Question
Montana Corporation has the following standard cost sheet for its main product: Direct Materials 2 feet at $5 per foot $10 Direct Labor 0.5 hours
Montana Corporation has the following standard cost sheet for its main product:
Direct Materials | 2 feet at | $5 per foot | $10 |
Direct Labor | 0.5 hours at | $10 per hour | $5 |
Variable Overhead | 0.5 hours at | $2 per hour | $1 |
Fixed Overhead | 0.5 hours at | $4 per hour | $2 |
Standard Unit Cost | $18 |
The fixed and variable overhead rates were based on expected activity of 2,500 hours.

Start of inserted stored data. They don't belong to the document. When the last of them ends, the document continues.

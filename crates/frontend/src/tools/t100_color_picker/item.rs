use contracts::tools::t100_color_picker::ColorRecord;

use crate::shared::selectable_list::SelectableItem;

/// The auxiliary flag is "show archived colors".
impl SelectableItem for ColorRecord {
    fn item_id(&self) -> &str {
        &self.color_code
    }

    fn display_label(&self) -> Option<&str> {
        Some(&self.color_name)
    }

    fn secondary_fields(&self) -> Vec<Option<&str>> {
        vec![self.color_family.as_deref()]
    }

    fn passes_auxiliary(&self, include_archived: bool) -> bool {
        include_archived || !self.is_archived()
    }
}

#[cfg(test)]
pub(crate) mod tests {
    use super::*;
    use crate::shared::selectable_list::SelectableFilteredList;
    use contracts::tools::t100_color_picker::decode_colors;

    pub fn sample_colors() -> Vec<ColorRecord> {
        decode_colors(
            r#"[{"colorCode":"C1","colorName":"Red","hexRGB":"FF0000","path":"/a"},
                {"colorCode":"C2","colorName":"Blue","hexRGB":"0000FF","path":"/b","archived":"Y"}]"#,
        )
        .unwrap()
        .items
    }

    fn picker() -> SelectableFilteredList<ColorRecord> {
        SelectableFilteredList::new(sample_colors()).with_auxiliary_filter(false)
    }

    #[test]
    fn test_archived_hidden_by_default() {
        let mut list = picker();
        assert_eq!(list.visible_ids(), vec!["C1"]);

        list.set_auxiliary_filter(true);
        assert_eq!(list.visible_ids(), vec!["C1", "C2"]);
    }

    #[test]
    fn test_search_by_name_and_code() {
        let mut list = picker();
        list.set_auxiliary_filter(true);

        list.set_query("blue");
        assert_eq!(list.visible_ids(), vec!["C2"]);

        list.set_query("C2");
        assert_eq!(list.visible_ids(), vec!["C2"]);

        list.toggle_item("C2");
        list.set_query("magenta");
        assert!(list.visible().is_empty());
        assert!(list.is_selected("C2"));
    }

    #[test]
    fn test_search_by_family() {
        let mut colors = sample_colors();
        colors[0].color_family = Some("Warm".to_string());
        let mut list = SelectableFilteredList::new(colors).with_auxiliary_filter(true);

        list.set_query("warm");
        assert_eq!(list.visible_ids(), vec!["C1"]);
    }

    #[test]
    fn test_select_all_respects_archived_filter() {
        let mut list = picker();
        list.select_all_visible();
        assert_eq!(list.selection_count(), 1);

        list.set_auxiliary_filter(true);
        list.select_all_visible();
        assert_eq!(list.selection_count(), 2);
    }
}
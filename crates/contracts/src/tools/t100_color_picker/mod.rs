pub mod record;

pub use record::{build_eds_url, colors_to_html_list, decode_colors, ColorRecord};
use contracts::shared::payload::PayloadError;
use contracts::tools::t100_color_picker::{decode_colors, ColorRecord};
use gloo_net::http::Request;

use crate::shared::load_state::LoadError;

/// Загрузить каталог цветов из colors-worker
pub async fn fetch_colors(endpoint: &str) -> Result<Vec<ColorRecord>, LoadError> {
    let response = Request::get(endpoint)
        .send()
        .await
        .map_err(|e| LoadError::Request(e.to_string()))?;

    if !response.ok() {
        return Err(LoadError::Status {
            status: response.status(),
            status_text: response.status_text(),
        });
    }

    let text = response
        .text()
        .await
        .map_err(|e| LoadError::Request(e.to_string()))?;

    let decoded = decode_colors(&text)?;
    if decoded.skipped > 0 {
        log::warn!("skipped {} malformed color records", decoded.skipped);
    }
    if decoded.items.is_empty() {
        return Err(PayloadError::Empty.into());
    }

    Ok(decoded.items)
}
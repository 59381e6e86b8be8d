use gloo_timers::future::TimeoutFuture;
use leptos::prelude::*;

use super::commit::{run_commit, CommitHandler};
use super::state::SelectableFilteredList;
use super::traits::{Predicate, SelectableItem};

/// Всё, что нужно для отрисовки одной строки списка
#[derive(Clone)]
pub struct RowContext<T> {
    pub item: T,
    /// Pure function of the selection: `item_id ∈ selection`
    pub checked: Signal<bool>,
    /// Flips the item's membership in the selection
    pub on_toggle: Callback<()>,
}

/// Чекбокс строки, состояние которого берётся из выбора
#[component]
pub fn RowCheckbox(
    checked: Signal<bool>,
    on_toggle: Callback<()>,
    #[prop(into)] class: String,
) -> impl IntoView {
    view! {
        <input
            type="checkbox"
            class=class
            prop:checked=checked
            on:change=move |_| on_toggle.run(())
        />
    }
}

/// Список с поиском, мультивыбором и кнопкой отправки
///
/// Rows are keyed by item id; toggling an item re-evaluates only the
/// `checked` signals, never the visible subset.
#[component]
pub fn SelectableList<T, R>(
    /// Загруженный набор данных (не меняется за время жизни компонента)
    dataset: Vec<T>,
    /// Отрисовка одной строки
    render_row: R,
    /// Отправка выбранного
    on_commit: CommitHandler<T>,
    /// Заголовок
    #[prop(into)]
    title: String,
    /// CSS prefix for the container and header, e.g. `colors`
    #[prop(into)]
    class_prefix: String,
    #[prop(into)] search_placeholder: String,
    #[prop(into)] no_results_message: String,
    /// Подпись вспомогательного фильтра; без неё фильтр не показывается
    #[prop(optional, into)]
    auxiliary_label: Option<String>,
    /// Custom filter; defaults to [`super::default_predicate`]
    #[prop(optional)]
    predicate: Option<Predicate<T>>,
    /// Подпись кнопки при ошибке отправки
    #[prop(optional)]
    error_label: Option<&'static str>,
    commit_timeout_ms: u32,
    error_display_ms: u32,
) -> impl IntoView
where
    T: SelectableItem,
    R: Fn(RowContext<T>) -> AnyView + Clone + Send + Sync + 'static,
{
    let mut initial = SelectableFilteredList::new(dataset);
    if let Some(predicate) = predicate {
        initial = initial.with_predicate(predicate);
    }
    if auxiliary_label.is_some() {
        initial = initial.with_auxiliary_filter(false);
    }
    if let Some(label) = error_label {
        initial = initial.with_error_label(label);
    }

    let list = RwSignal::new(initial);
    let on_commit_sv = StoredValue::new_local(on_commit);

    // Toggles leave the visible ids unchanged, so rows are not rebuilt
    let visible_ids = Memo::new(move |_| list.with(|l| l.visible_ids()));
    let commit_button = Memo::new(move |_| list.with(|l| l.commit_button()));

    let handle_query = move |ev: leptos::ev::Event| {
        let query = event_target_value(&ev);
        list.update(|l| l.set_query(query));
    };

    let handle_auxiliary = move |ev: leptos::ev::Event| {
        let flag = event_target_checked(&ev);
        list.update(|l| l.set_auxiliary_filter(flag));
    };

    let handle_select_all = move |_| {
        list.update(|l| {
            let added = l.select_all_visible();
            log::debug!("select all: {} added, {} selected", added, l.selection_count());
        });
    };

    let handle_deselect_all = move |_| list.update(|l| l.deselect_all());

    let handle_commit = move |_| {
        let Some(ticket) = list.try_update(|l| l.begin_commit()).flatten() else {
            return;
        };
        let handler = on_commit_sv.get_value();

        leptos::task::spawn_local(async move {
            let outcome = run_commit(
                &handler,
                ticket.items.clone(),
                TimeoutFuture::new(commit_timeout_ms),
                commit_timeout_ms,
            )
            .await;

            match &outcome {
                Ok(()) => log::info!("sent {} selected items to document", ticket.items.len()),
                Err(e) => log::error!("error sending selection to document: {}", e),
            }

            // The picker may already be gone after a successful send
            let Some(Some(generation)) = list.try_update(|l| l.finish_commit(&ticket, &outcome))
            else {
                return;
            };

            TimeoutFuture::new(error_display_ms).await;
            list.try_update(|l| l.clear_commit_error(generation));
        });
    };

    let header_class = format!("{}-header", class_prefix);
    let container_class = format!("{}-container", class_prefix);

    view! {
        <div class=container_class>
            <h2 class=header_class>{title}</h2>

            <div class="search-container">
                <input
                    type="text"
                    class="search-input"
                    placeholder=search_placeholder
                    prop:value=move || list.with(|l| l.filter().query.clone())
                    on:input=handle_query
                />
                {auxiliary_label.map(|label| view! {
                    <div class="filter-container">
                        <label class="filter-label">
                            <input
                                type="checkbox"
                                class="filter-checkbox"
                                prop:checked=move || list.with(|l| l.filter().auxiliary.unwrap_or(false))
                                on:change=handle_auxiliary
                            />
                            {format!(" {}", label)}
                        </label>
                    </div>
                })}
            </div>

            <div class="results-container">
                {move || visible_ids.with(|ids| ids.is_empty()).then(|| {
                    view! { <div class="no-results">{no_results_message.clone()}</div> }
                })}
                <For
                    each=move || visible_ids.get()
                    key=|id| id.clone()
                    children=move |id: String| {
                        let Some(item) = list.with_untracked(|l| l.item(&id).cloned()) else {
                            return ().into_any();
                        };
                        let id_for_checked = id.clone();
                        let checked = Signal::derive(move || list.with(|l| l.is_selected(&id_for_checked)));
                        let on_toggle = Callback::new(move |_: ()| {
                            list.update(|l| {
                                l.toggle_item(&id);
                            });
                        });
                        render_row(RowContext { item, checked, on_toggle })
                    }
                />
            </div>

            <div class="action-container">
                <button class="btn btn-secondary" on:click=handle_select_all>
                    "Select All"
                </button>
                <button class="btn btn-secondary" on:click=handle_deselect_all>
                    "Deselect All"
                </button>
                <button
                    class=move || commit_button.with(|b| b.class)
                    prop:disabled=move || commit_button.with(|b| b.disabled)
                    on:click=handle_commit
                >
                    {move || commit_button.with(|b| b.label.clone())}
                </button>
            </div>
        </div>
    }
}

During the year, the following actual restults were recorded:
Actual Results for Year: | ||
Production | 6,000 units | |
Direct Materials Purchases | 11,750 feet purchased - 11,000 feet used | $61,100 |
Direct Labor | 2,900 hours | $29,580 |
Variable Overhead | $6,000 | |
Fixed Overhead | $10,500 |
1) Compute the direct materials price and usage variances, and the direct labor rate and efficiency variances. Record the journal entries using standard costing. For direct materials, do the variances for the following 2 scenarios: a) 11,000 feet purchased and used b) 11,750 purchased and 11,000 used (as shown above)
2) Compute the variable overhead spending and efficiency variances.
3) Compute the fixed overhead spending and volume variances.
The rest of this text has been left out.